Como todos sabem, logo nos primeiros dias do novo Governo o Ceará foi tomado por uma tsunami de violência. Sem conseguir conter os crimes, o Governador Camilo Santana solicitou a presença de tropas federais. Em um primeiro momento seu pedido foi negado provocando uma reunião de emergência com o Capitão no Palácio do Planalto que passamos a relatar.

– Por que os senhor não enviou logo as tropas federais, ministro Moro? – quis saber o ministro da Defesa

Moro escolheu as palavras para responder:

– Bem…O Ceará está no Cinturão Vermelho do Nordeste. O Governador é do PT…

– Sim, e daí? – indagou o ministro Heleno

– O presidente Bolsonaro vive dizendo que precisamos libertar o país do socialismo…

– É verdade – concordou o Capitão

– Mas não é deixando o Ceará pegar fogo – reagiu Heleno – que vamos nos livrar do socialismo.

– E quem me garante – voltou o Capitão – que não foi o próprio Governador vermelho que armou esse banzé para nos criar problemas?

– É uma hipótese! – ponderou o ministro da Defesa

– Vocês sabem como esses socialistas são ardilosos…capazes de tudo – continuou o Capitão

– Uma outra hipótese – acrescentou Heleno, o mais lucido de todos – é que esta violência tenha partido de gente nossa para iniciar a destruição do Cinturão Vermelho…

– Nunca Heleno! Nunca! – rebarbou o Capitão – Nossa gente é de família, os meninos vestem azul, as meninas vestem rosa.

– O fato é que precisamos enviar tropas para lá. O povo cearense não tem culpa do Governador fazer vista grossa – disse o general da Defesa já pensando em guerra – Vamos enviar mil homens, tanques, canhões, carros de combate…

– Tudo isso? – assustou-se Bolsonaro – Negativo.
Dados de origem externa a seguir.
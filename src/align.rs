//! Cross-message segment alignment.
//!
//! For every pair of messages, all segment pairs are scored with the Canberra-Ulm
//! dissimilarity. Scores that are similar enough go into a sparse similarity matrix, which
//! serves as the match score of a Needleman-Wunsch global alignment of the two segment
//! sequences. Diagonal steps of the traceback whose dissimilarity stays under the threshold
//! are reported as [`AlignedSegment`]s.
//!
//! Pairs are independent of each other; the total cost is
//! `O(pairs * segments_a * segments_b)`.

use crate::config::Config;
use crate::message::{FieldType, ParsedMessage};
use std::collections::{BTreeMap, HashMap};

/// Field `segment_index_a` of `message_a` corresponds to field `segment_index_b` of
/// `message_b`.
#[derive(Debug, Clone, Copy, PartialEq)]
pub struct AlignedSegment {
    pub message_a: usize,
    pub message_b: usize,
    pub segment_index_a: usize,
    pub segment_index_b: usize,
    pub dissimilarity: f64,
}

/// Similarity of segment pairs `(index_a, index_b)`; absent entries fell below the threshold.
pub type SimilarityMatrix = HashMap<(usize, usize), f64>;

/// Canberra distance of two equally long byte strings. Positions where both bytes are zero
/// contribute nothing.
pub fn canberra_distance(a: &[u8], b: &[u8]) -> f64 {
    debug_assert_eq!(a.len(), b.len());
    a.iter()
        .zip(b)
        .filter(|(&x, &y)| x != 0 || y != 0)
        .map(|(&x, &y)| (x as f64 - y as f64).abs() / (x as f64 + y as f64))
        .sum()
}

/// Canberra-Ulm dissimilarity of two segments of any length, in `[0, 1]`.
///
/// Two length fields of the same byte order are always identical, whatever their widths.
/// Otherwise the shorter
/// segment slides over the longer one, the best normalized Canberra distance is kept, and a
/// size mismatch penalty tuned by `penalty_factor` is added.
pub fn canberra_ulm_dissimilarity(
    a: &[u8],
    b: &[u8],
    type_a: FieldType,
    type_b: FieldType,
    penalty_factor: f64,
) -> f64 {
    if type_a.is_length_field() && type_a == type_b {
        return 0.0;
    }
    let (short, long) = if a.len() <= b.len() { (a, b) } else { (b, a) };
    if short.is_empty() {
        return 1.0;
    }

    let min_d = long
        .windows(short.len())
        .map(|window| canberra_distance(short, window) / short.len() as f64)
        .fold(f64::INFINITY, f64::min);

    let s = short.len() as f64;
    let t = long.len() as f64;
    let r = (t - s) / t;
    (s / t) * min_d + r + (1.0 - min_d) * r * (s / (t * t) - penalty_factor)
}

/// Needleman-Wunsch score matrix of size `(m + 1) x (n + 1)`. Missing similarities score
/// negative infinity, so the only way past a dissimilar pair is a gap.
pub fn needleman_wunsch_matrix(m: usize, n: usize, similarity: &SimilarityMatrix, gap_penalty: f64) -> Vec<Vec<f64>> {
    let mut nw = vec![vec![0.0; n + 1]; m + 1];
    for (i, row) in nw.iter_mut().enumerate() {
        row[0] = i as f64 * gap_penalty;
    }
    for j in 0..=n {
        nw[0][j] = j as f64 * gap_penalty;
    }
    for i in 1..=m {
        for j in 1..=n {
            let sim = score(similarity, i - 1, j - 1);
            let matched = nw[i - 1][j - 1] + sim;
            let delete = nw[i - 1][j] + gap_penalty;
            let insert = nw[i][j - 1] + gap_penalty;
            nw[i][j] = matched.max(delete).max(insert);
        }
    }
    nw
}

fn score(similarity: &SimilarityMatrix, i: usize, j: usize) -> f64 {
    similarity.get(&(i, j)).copied().unwrap_or(f64::NEG_INFINITY)
}

/// Aligns the segments of every message pair of a corpus.
#[derive(Debug, Clone, Default)]
pub struct Aligner {
    pub config: Config,
}

impl Aligner {
    pub fn new(config: Config) -> Self {
        Aligner { config }
    }

    /// Sparse similarity of all segment pairs of `a` and `b`.
    pub fn similarity_matrix(&self, a: &ParsedMessage, b: &ParsedMessage) -> SimilarityMatrix {
        let mut matrix = SimilarityMatrix::new();
        for (i, (seg_a, bytes_a)) in a.iter_segments().enumerate() {
            for (j, (seg_b, bytes_b)) in b.iter_segments().enumerate() {
                let dissimilarity = canberra_ulm_dissimilarity(
                    bytes_a,
                    bytes_b,
                    seg_a.field_type,
                    seg_b.field_type,
                    self.config.penalty_factor,
                );
                let sim = 1.0 - dissimilarity;
                if sim >= self.config.similarity_threshold {
                    matrix.insert((i, j), sim);
                }
            }
        }
        matrix
    }

    /// Globally align the segments of one message pair.
    pub fn align_pair(&self, a: &ParsedMessage, b: &ParsedMessage) -> Vec<AlignedSegment> {
        let similarity = self.similarity_matrix(a, b);
        if similarity.is_empty() {
            return Vec::new();
        }
        let gap = self.config.gap_penalty;
        let (m, n) = (a.segments.len(), b.segments.len());
        let nw = needleman_wunsch_matrix(m, n, &similarity, gap);

        let mut aligned = Vec::new();
        let (mut i, mut j) = (m, n);
        while i > 0 && j > 0 {
            let current = nw[i][j];
            let sim = score(&similarity, i - 1, j - 1);
            if current == nw[i - 1][j - 1] + sim {
                let dissimilarity = 1.0 - sim;
                if dissimilarity < self.config.similarity_threshold {
                    aligned.push(AlignedSegment {
                        message_a: a.id,
                        message_b: b.id,
                        segment_index_a: i - 1,
                        segment_index_b: j - 1,
                        dissimilarity,
                    });
                }
                i -= 1;
                j -= 1;
            } else if current == nw[i - 1][j] + gap {
                i -= 1;
            } else {
                j -= 1;
            }
        }
        aligned
    }

    /// Align every unordered message pair, visiting ids in ascending order.
    pub fn align(&self, messages: &BTreeMap<usize, ParsedMessage>) -> Vec<AlignedSegment> {
        let mut aligned = Vec::new();
        for (pos, (id_a, a)) in messages.iter().enumerate() {
            for (id_b, b) in messages.iter().skip(pos + 1) {
                let pair = self.align_pair(a, b);
                tracing::trace!(id_a, id_b, aligned = pair.len(), "aligned message pair");
                aligned.extend(pair);
            }
        }
        tracing::debug!(messages = messages.len(), aligned = aligned.len(), "aligned corpus");
        aligned
    }
}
Se ainda fosse para o Dória ou o Witzel, mas para um governador do PT! Vamos mandar 50 homens e olhe lá. Ele que se vire!

– Só 50, presidente? Não vão conter a violência.

– Ótimo! Aí decretamos intervenção federal e tiramos aquele cara de lá.

Depois de muita conversa ficou resolvido que o ministro Moro enviaria 300 homens que permanecerão no Ceará por 30 dias. Bolsonaro queria a permanência por uma semana e foi voto vencido. Saiu da reunião resmungando:

– Trezentos homens por 30 dias??? Assim não vamos conseguir nunca libertar o país do socialismo.